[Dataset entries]
◇ ◇ ◇

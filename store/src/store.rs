use crate::session::Session;

/// Persistent session storage behind one read/write/clear contract.
///
/// `save` writes all four session fields as one unit from the caller's
/// perspective; `load` returns a session only when every field is present.
/// There is no expiry tracking and no refresh.
pub trait SessionStore: Send + Sync {
    fn load(&self) -> Option<Session>;
    fn save(&self, session: &Session);
    fn clear(&self);
}
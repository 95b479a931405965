//! Shared UI for the recipe platform client.

// Re-export icon library
pub use dioxus_free_icons::Icon;
pub mod icons {
    pub use dioxus_free_icons::icons::fa_solid_icons::*;
}

mod session;
pub use session::{use_api, use_session, SessionHandle, SessionProvider};

mod guard;
pub use guard::Guarded;

mod navbar;
pub use navbar::{initials, Navbar};

mod banner;
pub use banner::{ErrorBanner, SuccessBanner};

mod rating;
pub use rating::{RatingInput, Stars};

mod recipe_card;
pub use recipe_card::RecipeCard;

mod reel;
pub use reel::RecipeReel;

/// Native browser confirmation dialog; always true off the web platform.
pub fn confirm(message: &str) -> bool {
    #[cfg(target_arch = "wasm32")]
    {
        web_sys::window()
            .map(|w| w.confirm_with_message(message).unwrap_or(false))
            .unwrap_or(false)
    }
    #[cfg(not(target_arch = "wasm32"))]
    {
        let _ = message;
        true
    }
}

/// Smooth-scroll the element with the given id into view.
pub fn scroll_into_view(element_id: &str) {
    #[cfg(target_arch = "wasm32")]
    {
        let element = web_sys::window()
            .and_then(|w| w.document())
            .and_then(|d| d.get_element_by_id(element_id));
        if let Some(element) = element {
            let options = web_sys::ScrollIntoViewOptions::new();
            options.set_behavior(web_sys::ScrollBehavior::Smooth);
            options.set_block(web_sys::ScrollLogicalPosition::Start);
            element.scroll_into_view_with_scroll_into_view_options(&options);
        }
    }
    #[cfg(not(target_arch = "wasm32"))]
    {
        let _ = element_id;
    }
}

/// Redirect by replacing the browser location. Used by the guard and the
/// login flow where a typed route is not in scope.
pub(crate) fn redirect(path: &str) {
    #[cfg(target_arch = "wasm32")]
    {
        if let Some(window) = web_sys::window() {
            let _ = window.location().set_href(path);
        }
    }
    #[cfg(not(target_arch = "wasm32"))]
    {
        let _ = path;
    }
}

/// Placeholder art for recipes without an image.
pub const PLACEHOLDER_IMAGE: &str = "https://placehold.co/600x400/EEE/31343C?text=Recipe";
use api::models::{display_rating, RecipeSummary};
use dioxus::prelude::*;

use crate::navbar::initials;
use crate::rating::Stars;
use crate::PLACEHOLDER_IMAGE;

/// One full-viewport, scroll-snapped recipe presentation in the reels
/// feed. The background image fills the slot with a gradient overlay
/// keeping the text readable.
#[component]
pub fn RecipeReel(recipe: RecipeSummary, on_open: EventHandler<i64>) -> Element {
    let image = recipe
        .image_url
        .clone()
        .unwrap_or_else(|| PLACEHOLDER_IMAGE.to_string());
    let author = recipe.username.clone().unwrap_or_else(|| "Unknown".into());
    let rating_text = display_rating(recipe.average_rating);
    let id = recipe.id;

    rsx! {
        div {
            class: "reel",
            div {
                class: "reel-background",
                style: "background-image: url('{image}');",
            }
            div { class: "reel-overlay" }
            div {
                class: "reel-content",
                div {
                    class: "reel-author",
                    span { class: "avatar", "{initials(&author)}" }
                    span { class: "reel-author-name", "{author}" }
                }
                h2 { class: "reel-title", "{recipe.title}" }
                p { class: "reel-description", "{recipe.description}" }
                div {
                    class: "reel-meta",
                    if let Some(text) = rating_text {
                        span {
                            class: "reel-rating",
                            Stars { value: recipe.average_rating.unwrap_or(0.0) }
                            span { class: "rating-value", "{text}" }
                        }
                    }
                    span { class: "reel-category", "{recipe.category.label()}" }
                }
                button {
                    class: "reel-open",
                    onclick: move |_| on_open.call(id),
                    "View Full Recipe"
                }
            }
        }
    }
}
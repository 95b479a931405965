pub mod authz;
pub mod guard;
pub mod session;

mod store;
pub use store::SessionStore;

mod memory;
pub use memory::MemoryStore;

#[cfg(all(target_arch = "wasm32", feature = "web"))]
mod local;
#[cfg(all(target_arch = "wasm32", feature = "web"))]
pub use local::LocalStore;

pub use guard::{GuardOutcome, RouteRequirement};
pub use session::{Role, Session};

◇ ◇ ◇

### What to do
Look above for the line containing "mod recipe_card;". Output from there through the line containing "pub(crate) fn redirect(path: &str)", exactly and inclusively.

### Answer to this task
mod recipe_card;
pub use recipe_card::RecipeCard;

mod reel;
pub use reel::RecipeReel;

/// Native browser confirmation dialog; always true off the web platform.
pub fn confirm(message: &str) -> bool {
    #[cfg(target_arch = "wasm32")]
    {
        web_sys::window()
            .map(|w| w.confirm_with_message(message).unwrap_or(false))
            .unwrap_or(false)
    }
    #[cfg(not(target_arch = "wasm32"))]
    {
        let _ = message;
        true
    }
}

/// Smooth-scroll the element with the given id into view.
pub fn scroll_into_view(element_id: &str) {
    #[cfg(target_arch = "wasm32")]
    {
        let element = web_sys::window()
            .and_then(|w| w.document())
            .and_then(|d| d.get_element_by_id(element_id));
        if let Some(element) = element {
            let options = web_sys::ScrollIntoViewOptions::new();
            options.set_behavior(web_sys::ScrollBehavior::Smooth);
            options.set_block(web_sys::ScrollLogicalPosition::Start);
            element.scroll_into_view_with_scroll_into_view_options(&options);
        }
    }
    #[cfg(not(target_arch = "wasm32"))]
    {
        let _ = element_id;
    }
}

/// Redirect by replacing the browser location. Used by the guard and the
/// login flow where a typed route is not in scope.
pub(crate) fn redirect(path: &str) {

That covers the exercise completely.